Role of miR-92a-3p, oxidative stress, and p38MAPK/NF-κB pathway in rats with central venous catheter related thrombosis.

BACKGROUND

miR-92a-3p and oxidative stress are reportedly associated with venous thrombosis. However, the role of miR-92a-3p and oxidative stress in catheter-related thrombosis (CRT) remains ambiguous. Herein, we studied the roles of miR-92a-3p, oxidative stress, and p38-mitogen-activated protein kinase/nuclear factor kappa-B (MAPK/NF-κB) pathway in CRT.

METHODS

Forty-five male rats were randomly and equally divided into control, sham operation, and CRT groups.

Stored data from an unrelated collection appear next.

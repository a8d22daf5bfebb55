//! Status delivery to the indicator process over its Unix socket

use std::path::PathBuf;
use std::time::Duration;

use async_trait::async_trait;
use tokio::io::{AsyncReadExt, AsyncWriteExt};
use tokio::net::UnixStream;
use tokio::time::timeout;
use tracing::trace;

use crate::application::ports::{NotifyError, StatusSink};
use crate::domain::protocol::Notification;

/// Default path of the indicator's listening socket.
pub const DEFAULT_INDICATOR_SOCKET: &str = "/tmp/dictation_tray.sock";

/// Bound on the whole connect/send/ack exchange so a wedged indicator can
/// never stall the session.
const NOTIFY_TIMEOUT: Duration = Duration::from_secs(2);

/// Best-effort status sink writing one frame per connection to the
/// indicator socket. The indicator may not be running at all; every failure
/// mode is reported as an error the caller logs and drops.
pub struct SocketStatusSink {
    path: PathBuf,
}

impl SocketStatusSink {
    pub fn new() -> Self {
        Self {
            path: PathBuf::from(DEFAULT_INDICATOR_SOCKET),
        }
    }

    pub fn with_path(path: impl Into<PathBuf>) -> Self {
        Self { path: path.into() }
    }

    async fn send_frame(&self, frame: &str) -> Result<(), NotifyError> {
        let mut stream = UnixStream::connect(&self.path)
            .await
            .map_err(|e| NotifyError::Unreachable(e.to_string()))?;

        stream
            .write_all(frame.as_bytes())
            .await
            .map_err(|e| NotifyError::SendFailed(e.to_string()))?;
        stream
            .shutdown()
            .await
            .map_err(|e| NotifyError::SendFailed(e.to_string()))?;

        // The indicator replies with a short ack; read and discard it.
        let mut ack = [0u8; 16];
        let _ = stream.read(&mut ack).await;
        Ok(())
    }
}

impl Default for SocketStatusSink {
    fn default() -> Self {
        Self::new()
    }
}

#[async_trait]
impl StatusSink for SocketStatusSink {
    async fn notify(&self, event: &Notification) -> Result<(), NotifyError> {
        let frame = event.frame();
        trace!(frame = %frame, "notifying indicator");
        timeout(NOTIFY_TIMEOUT, self.send_frame(&frame))
            .await
            .map_err(|_| NotifyError::TimedOut)?
    }
}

The rats were sacrificed after 10 days. Reactive oxygen species (ROS), superoxide dismutase (SOD), and malondialdehyde (MDA) levels in the serum were determined by enzyme-linked immunosorbent assay (ELISA). The expression levels of miR-92a-3p, heme oxygenase-1 (HO-1), NF-κB p65, and p38 MAPK in the venous tissues were detected with quantitative polymerase chain reaction (qPCR) and Western blot.

RESULTS

Thrombosis was observed only in the CRT group. Compared with the levels in the control and sham operation groups, ROS and MDA significantly increased in the CRT group, but SOD significantly decreased. qPCR and Western blot results showed that miR-92a-3p, HO-1, p38 MAPK, and NF-κB p65 expression was significantly upregulated in the venous tissues of the CRT group. Moreover, miR-92a-3p was positively correlated with HO-1, which was positively correlated with p38 MAPK and NF-κB p65.

CONCLUSION

miR-92a-3p was correlated with oxidative stress in CRT. miR-92a-3p and oxidative stress contributed to endothelial dysfunction and simultaneously was associated with CRT.